Digital Inclusion as Design Principle

Multi-channel access reaches residents regardless of connectivity. Multi-lingual support reflects California's diversity. Shared service models provide capability to under-resourced organizations. Offline-capable solutions serve communities where broadband has not arrived or has been destroyed.

Data Sovereignty and Privacy

The Tractus-X, DS4SSCC, and FIWARE data space models show that federated data sharing does not require centralized data collection. Each organization retains sovereignty over its data. Jurisdictions retain control of their systems while participating in shared standards. This is a design principle, not a concession.

Chapter 6: Seven Pilots

The mandates described in this paper (GASB 104, NIEM conformance, SAMOSA, Envision 2026) are on calendars, not wish lists. The progression (connect, equip, sense, plan, twin, simulate) is not a monolithic program. It is a series of pilots. Each delivers value independently. Each meets a specific compliance or coordination requirement. Together, they build toward a digital twin of California's public infrastructure.

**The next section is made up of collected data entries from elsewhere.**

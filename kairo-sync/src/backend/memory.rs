use std::collections::{BTreeMap, HashSet};
use std::sync::Arc;
use std::time::Duration;

use async_trait::async_trait;
use chrono::{DateTime, Utc};
use kairo_core::{CommandDefinition, TenantId};
use parking_lot::RwLock;

use crate::backend::RemoteRegistry;
use crate::types::ScopeKey;
use crate::{SyncError, SyncResult};

#[derive(Debug, Clone, Copy, PartialEq, Eq, Hash)]
pub enum RegistryOp {
    List,
    Clear,
    Install,
    Replace,
}

/// One recorded registry call.
#[derive(Debug, Clone, PartialEq)]
pub struct JournalEntry {
    pub scope: ScopeKey,
    pub op: RegistryOp,
    /// Definitions sent, for installs.
    pub count: usize,
    pub ok: bool,
    pub at: DateTime<Utc>,
}

#[derive(Default)]
struct Faults {
    scopes: HashSet<ScopeKey>,
    next: Vec<(ScopeKey, RegistryOp)>,
}

/// In-memory registry for tests and local runs.
///
/// Every call is journaled. Faults can be set per scope (every call
/// fails until healed) or per call (the next matching call fails once).
/// Replaces are a single atomic call unless [`with_split_replace`]
/// is set.
///
/// [`with_split_replace`]: MemoryRegistry::with_split_replace
#[derive(Clone, Default)]
pub struct MemoryRegistry {
    trees: Arc<RwLock<BTreeMap<ScopeKey, Vec<String>>>>,
    journal: Arc<RwLock<Vec<JournalEntry>>>,
    faults: Arc<RwLock<Faults>>,
    latency: Option<Duration>,
    split_replace: bool,
}

impl MemoryRegistry {
    pub fn new() -> Self {
        Self::default()
    }

    /// Sleep inside every call, between recording it and applying it.
    /// Makes unsynchronized callers interleave.
    pub fn with_latency(mut self, latency: Duration) -> Self {
        self.latency = Some(latency);
        self
    }

    /// Behave like a registry without a bulk overwrite: a replace is a
    /// clear call followed by an install call.
    pub fn with_split_replace(mut self) -> Self {
        self.split_replace = true;
        self
    }

    /// Put commands in a tree directly, bypassing the journal.
    pub fn seed<I, S>(&self, scope: ScopeKey, names: I)
    where
        I: IntoIterator<Item = S>,
        S: Into<String>,
    {
        self.trees
            .write()
            .insert(scope, names.into_iter().map(Into::into).collect());
    }

    pub fn commands(&self, scope: ScopeKey) -> Vec<String> {
        self.trees.read().get(&scope).cloned().unwrap_or_default()
    }

    pub fn fail_scope(&self, scope: ScopeKey) {
        self.faults.write().scopes.insert(scope);
    }

    pub fn heal_scope(&self, scope: ScopeKey) {
        self.faults.write().scopes.remove(&scope);
    }

    /// Fail the next `op` against `scope`, once.
    pub fn fail_next(&self, scope: ScopeKey, op: RegistryOp) {
        self.faults.write().next.push((scope, op));
    }

    pub fn journal(&self) -> Vec<JournalEntry> {
        self.journal.read().clone()
    }

    pub fn journal_for(&self, scope: ScopeKey) -> Vec<JournalEntry> {
        self.journal
            .read()
            .iter()
            .filter(|e| e.scope == scope)
            .cloned()
            .collect()
    }

    pub fn clear_journal(&self) {
        self.journal.write().clear();
    }

    fn should_fail(&self, scope: ScopeKey, op: RegistryOp) -> bool {
        let mut faults = self.faults.write();
        if faults.scopes.contains(&scope) {
            return true;
        }
        if let Some(pos) = faults.next.iter().position(|f| *f == (scope, op)) {
            faults.next.remove(pos);
            return true;
        }
        false
    }

    async fn enter(&self, scope: ScopeKey, op: RegistryOp, count: usize) -> SyncResult<()> {
        let ok = !self.should_fail(scope, op);
        self.journal.write().push(JournalEntry {
            scope,
            op,
            count,
            ok,
            at: Utc::now(),
        });
        if let Some(latency) = self.latency {
            tokio::time::sleep(latency).await;
        }
        if ok {
            Ok(())
        } else {
            Err(SyncError::remote(scope, format!("injected {op:?} failure")))
        }
    }

    async fn list(&self, scope: ScopeKey) -> SyncResult<Vec<String>> {
        self.enter(scope, RegistryOp::List, 0).await?;
        Ok(self.commands(scope))
    }

    async fn clear(&self, scope: ScopeKey) -> SyncResult<()> {
        self.enter(scope, RegistryOp::Clear, 0).await?;
        self.trees.write().remove(&scope);
        Ok(())
    }
}

#[async_trait]
impl RemoteRegistry for MemoryRegistry {
    async fn list_scoped_commands(&self, scope: TenantId) -> SyncResult<Vec<String>> {
        self.list(ScopeKey::Guild(scope)).await
    }

    async fn clear_scoped_commands(&self, scope: TenantId) -> SyncResult<()> {
        self.clear(ScopeKey::Guild(scope)).await
    }

    async fn install_scoped_commands(&self, scope: TenantId, defs: &[CommandDefinition]) -> SyncResult<usize> {
        let key = ScopeKey::Guild(scope);
        self.enter(key, RegistryOp::Install, defs.len()).await?;

        let mut trees = self.trees.write();
        let tree = trees.entry(key).or_default();
        for def in defs {
            if !tree.iter().any(|name| name == def.name) {
                tree.push(def.name.to_string());
            }
        }
        Ok(defs.len())
    }

    async fn replace_scoped_commands(&self, scope: TenantId, defs: &[CommandDefinition]) -> SyncResult<usize> {
        if self.split_replace {
            self.clear_scoped_commands(scope).await?;
            return self.install_scoped_commands(scope, defs).await;
        }

        let key = ScopeKey::Guild(scope);
        self.enter(key, RegistryOp::Replace, defs.len()).await?;
        self.trees
            .write()
            .insert(key, defs.iter().map(|def| def.name.to_string()).collect());
        Ok(defs.len())
    }

    async fn clear_global_commands(&self) -> SyncResult<()> {
        self.clear(ScopeKey::Global).await
    }

    async fn list_global_commands(&self) -> SyncResult<Vec<String>> {
        self.list(ScopeKey::Global).await
    }
}

#[cfg(test)]
mod tests {
    use super::*;
    use kairo_core::BUILTIN_COMMANDS;

    #[tokio::test]
    async fn install_adds_and_clear_empties() {
        let registry = MemoryRegistry::new();
        let t = TenantId(1);
        registry.install_scoped_commands(t, &BUILTIN_COMMANDS[..2]).await.unwrap();
        registry.install_scoped_commands(t, &BUILTIN_COMMANDS[1..3]).await.unwrap();
        assert_eq!(registry.list_scoped_commands(t).await.unwrap().len(), 3);

        registry.clear_scoped_commands(t).await.unwrap();
        assert!(registry.list_scoped_commands(t).await.unwrap().is_empty());
    }

    #[tokio::test]
    async fn failed_replace_keeps_previous_tree() {
        let registry = MemoryRegistry::new();
        let t = TenantId(5);
        registry.replace_scoped_commands(t, &BUILTIN_COMMANDS[..2]).await.unwrap();
        let before = registry.commands(ScopeKey::Guild(t));

        registry.fail_next(ScopeKey::Guild(t), RegistryOp::Replace);
        assert!(registry.replace_scoped_commands(t, &BUILTIN_COMMANDS[2..5]).await.is_err());

        assert_eq!(registry.commands(ScopeKey::Guild(t)), before);
        let ops: Vec<_> = registry.journal().into_iter().map(|e| e.op).collect();
        assert_eq!(ops, vec![RegistryOp::Replace, RegistryOp::Replace]);
    }

    #[tokio::test]
    async fn replace_overwrites_rather_than_merges() {
        let registry = MemoryRegistry::new();
        let t = TenantId(6);
        registry.seed(ScopeKey::Guild(t), ["stale"]);

        let installed = registry.replace_scoped_commands(t, &BUILTIN_COMMANDS[..1]).await.unwrap();

        assert_eq!(installed, 1);
        assert_eq!(registry.commands(ScopeKey::Guild(t)), vec![BUILTIN_COMMANDS[0].name]);
    }

    #[tokio::test]
    async fn split_replace_empties_tree_when_install_fails() {
        let registry = MemoryRegistry::new().with_split_replace();
        let t = TenantId(7);
        registry.seed(ScopeKey::Guild(t), ["stale"]);
        registry.fail_next(ScopeKey::Guild(t), RegistryOp::Install);

        assert!(registry.replace_scoped_commands(t, &BUILTIN_COMMANDS[..1]).await.is_err());

        assert!(registry.commands(ScopeKey::Guild(t)).is_empty());
        let ops: Vec<_> = registry.journal().into_iter().map(|e| e.op).collect();
        assert_eq!(ops, vec![RegistryOp::Clear, RegistryOp::Install]);
    }

    #[tokio::test]
    async fn scope_faults_persist_until_healed() {
        let registry = MemoryRegistry::new();
        let scope = ScopeKey::Guild(TenantId(2));
        registry.fail_scope(scope);

        let err = registry.clear_scoped_commands(TenantId(2)).await.unwrap_err();
        assert!(matches!(err, SyncError::RemoteUnavailable { scope: s, .. } if s == scope));
        assert!(registry.clear_scoped_commands(TenantId(2)).await.is_err());
        assert!(registry.clear_scoped_commands(TenantId(3)).await.is_ok());

        registry.heal_scope(scope);
        assert!(registry.clear_scoped_commands(TenantId(2)).await.is_ok());
    }

    #[tokio::test]
    async fn call_faults_fire_once() {
        let registry = MemoryRegistry::new();
        registry.fail_next(ScopeKey::Global, RegistryOp::Clear);
        assert!(registry.clear_global_commands().await.is_err());
        assert!(registry.clear_global_commands().await.is_ok());

        let journal = registry.journal_for(ScopeKey::Global);
        assert_eq!(journal.len(), 2);
        assert!(!journal[0].ok);
        assert!(journal[1].ok);
    }
}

Pilot What It Proves Entry Point Timeline
Business Network Logistics SLED customers can coordinate freight, supplies, and warehouse capacity through the network without procuring TM/EWM One city or county with Ariba 6 months
Loot Locker AI classification, edge vision, training data generation, and workforce development in a single deployment One community partner or school district 3–6 months
xP&A Planning Integrated planning across finance, procurement, logistics, and assets gives public agencies predictive capability One state agency on S/4HANA 6–12 months
Edge Vision for Field Service On-device CliffordNet models trained on California imagery deliver value for pothole detection, asset inspection, or shelter routing One public works or outreach department 6 months
Utility Data Space Small utilities share critical asset data with large IOUs and emergency management through a NIEM-conformant, federated layer modeled on Tractus-X 3–5 small utilities in fire-prone regions 6–12 months
School Kitchen Digital Manufacturing Same-day food logistics orchestrated through Digital Manufacturing with camera-based quality verification One school district central kitchen 6 months
Cost Transparency (PaPM + CAP) Fully burdened cost-per-service model with auditable allocation logic, meeting GASB 104 capital asset disclosure requirements and surfaced through an open-source CAP application One state agency modeling the true cost of a specific service 6 months

Workforce Development

Every pilot creates a training pathway. Loot Locker trains participants on AI-assisted classification. The warehouse vision system trains staff on edge deployment. The Business Network pilot trains procurement teams on logistics collaboration. The xP&A pilot trains financial analysts on integrated planning. The cost transparency pilot trains budget staff on allocation modeling, auditable cost attribution, and GASB compliance reporting. For state and local government, workforce development matters as much as operational outcomes. It should be measured alongside them.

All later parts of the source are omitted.